### DATA EXCERPTS

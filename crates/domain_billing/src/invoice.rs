//! Invoice management
//!
//! A fee invoice for one student and term. The outstanding balance is only
//! mutated through [`Invoice::apply_payment`] (payment processor) and
//! [`Invoice::restore_payment`] (reversal manager); the status is derived
//! from the balance on every mutation and never drifts on its own.

use chrono::{DateTime, NaiveDate, Utc};
use serde::{Deserialize, Serialize};

use core_kernel::{ClassId, InvoiceId, Money, PaymentId, StudentId, Term};

use crate::error::BillingError;

/// A single line of a fee invoice
#[derive(Debug, Clone, PartialEq, Serialize, Deserialize)]
pub struct FeeItem {
    /// Fee name (e.g. "Tuition", "Boarding")
    pub name: String,
    /// Fee amount
    pub amount: Money,
    /// Optional description
    pub description: Option<String>,
}

impl FeeItem {
    /// Creates a new fee item
    pub fn new(name: impl Into<String>, amount: Money) -> Self {
        Self {
            name: name.into(),
            amount,
            description: None,
        }
    }

    /// Adds a description
    pub fn with_description(mut self, description: impl Into<String>) -> Self {
        self.description = Some(description.into());
        self
    }
}

/// Invoice settlement status
///
/// Serialized in the record form used throughout the system.
#[derive(Debug, Clone, Copy, PartialEq, Eq, Serialize, Deserialize)]
pub enum InvoiceStatus {
    #[serde(rename = "Unpaid")]
    Unpaid,
    #[serde(rename = "Partially Paid")]
    PartiallyPaid,
    #[serde(rename = "Paid")]
    Paid,
}

impl InvoiceStatus {
    /// Derives the status from the balance pair
    ///
    /// Pure function: `0 -> Paid`, `== total -> Unpaid`, anything in
    /// between is `PartiallyPaid`.
    pub fn derive(outstanding_balance: Money, total_fees: Money) -> Self {
        if outstanding_balance.is_zero() {
            InvoiceStatus::Paid
        } else if outstanding_balance == total_fees {
            InvoiceStatus::Unpaid
        } else {
            InvoiceStatus::PartiallyPaid
        }
    }
}

/// A fee invoice for a student
#[derive(Debug, Clone, Serialize, Deserialize)]
pub struct Invoice {
    /// Unique identifier
    pub id: InvoiceId,
    /// Student being billed
    pub student_id: StudentId,
    /// Class the invoice was raised against, for class-wide runs
    pub class_id: Option<ClassId>,
    /// Academic term
    pub term: Term,
    /// Academic year
    pub year: i32,
    /// Fee items
    pub items: Vec<FeeItem>,
    /// Sum of item amounts
    pub total_fees: Money,
    /// Unpaid portion, always within `0..=total_fees`
    pub outstanding_balance: Money,
    /// Payments applied to this invoice
    pub payments: Vec<PaymentId>,
    /// Derived settlement status
    pub status: InvoiceStatus,
    /// Date the invoice was issued
    pub issued_date: NaiveDate,
    /// Created timestamp
    pub created_at: DateTime<Utc>,
    /// Updated timestamp
    pub updated_at: DateTime<Utc>,
}

impl Invoice {
    /// Issues a new invoice
    ///
    /// `total_fees` is the validated sum of `items`; `outstanding_balance`
    /// is what remains after any credit was applied at issuance.
    pub fn issue(
        student_id: StudentId,
        class_id: Option<ClassId>,
        term: Term,
        year: i32,
        items: Vec<FeeItem>,
        total_fees: Money,
        outstanding_balance: Money,
        issued_date: NaiveDate,
    ) -> Self {
        let now = Utc::now();

        Self {
            id: InvoiceId::new(),
            student_id,
            class_id,
            term,
            year,
            items,
            total_fees,
            outstanding_balance,
            payments: Vec::new(),
            status: InvoiceStatus::derive(outstanding_balance, total_fees),
            issued_date,
            created_at: now,
            updated_at: now,
        }
    }

    /// Returns true while any amount remains unpaid
    pub fn is_outstanding(&self) -> bool {
        self.outstanding_balance.is_positive()
    }

    /// Applies a payment to the invoice
    ///
    /// Decrements the outstanding balance, records the payment id, and
    /// re-derives the status.
    ///
    /// # Errors
    ///
    /// Returns a consistency error if the amount is not positive or would
    /// drive the balance below zero — the allocation engine never produces
    /// such an amount, so hitting this means the ledger diverged.
    pub fn apply_payment(
        &mut self,
        payment_id: PaymentId,
        amount: Money,
    ) -> Result<(), BillingError> {
        if !amount.is_positive() {
            return Err(BillingError::consistency(format!(
                "applied amount {amount} on invoice {} is not positive",
                self.id
            )));
        }

        let remaining = self.outstanding_balance.checked_sub(&amount)?;
        if remaining.is_negative() {
            return Err(BillingError::consistency(format!(
                "applying {amount} to invoice {} would drive its balance below zero (outstanding {})",
                self.id, self.outstanding_balance
            )));
        }

        self.outstanding_balance = remaining;
        self.payments.push(payment_id);
        self.touch();
        Ok(())
    }

    /// Undoes a previously applied payment
    ///
    /// Increments the outstanding balance and removes the payment id.
    ///
    /// # Errors
    ///
    /// Returns a consistency error if the restored balance would exceed
    /// the total fees, or if the payment was never recorded on this
    /// invoice. Neither case is clamped.
    pub fn restore_payment(
        &mut self,
        payment_id: PaymentId,
        amount: Money,
    ) -> Result<(), BillingError> {
        let restored = self.outstanding_balance.checked_add(&amount)?;
        if restored.amount() > self.total_fees.amount() {
            return Err(BillingError::consistency(format!(
                "restoring {amount} on invoice {} would exceed its total fees ({} > {})",
                self.id, restored, self.total_fees
            )));
        }

        let position = self
            .payments
            .iter()
            .position(|id| *id == payment_id)
            .ok_or_else(|| {
                BillingError::consistency(format!(
                    "payment {payment_id} is not recorded on invoice {}",
                    self.id
                ))
            })?;

        self.payments.remove(position);
        self.outstanding_balance = restored;
        self.touch();
        Ok(())
    }

    /// Records an externally created payment link without touching the
    /// balance (used when converting prepayments at issuance, where the
    /// credit was already applied)
    pub fn link_payment(&mut self, payment_id: PaymentId) {
        self.payments.push(payment_id);
        self.touch();
    }

    fn touch(&mut self) {
        self.status = InvoiceStatus::derive(self.outstanding_balance, self.total_fees);
        self.updated_at = Utc::now();
    }
}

######

**WHAT YOU SHOULD DO:** Which lines above hold the string "PaymentId"? Show each of them.

**WRITTEN RESPONSE:**
use core_kernel::{ClassId, InvoiceId, Money, PaymentId, StudentId, Term};
    pub payments: Vec<PaymentId>,
        payment_id: PaymentId,
        payment_id: PaymentId,
    pub fn link_payment(&mut self, payment_id: PaymentId) {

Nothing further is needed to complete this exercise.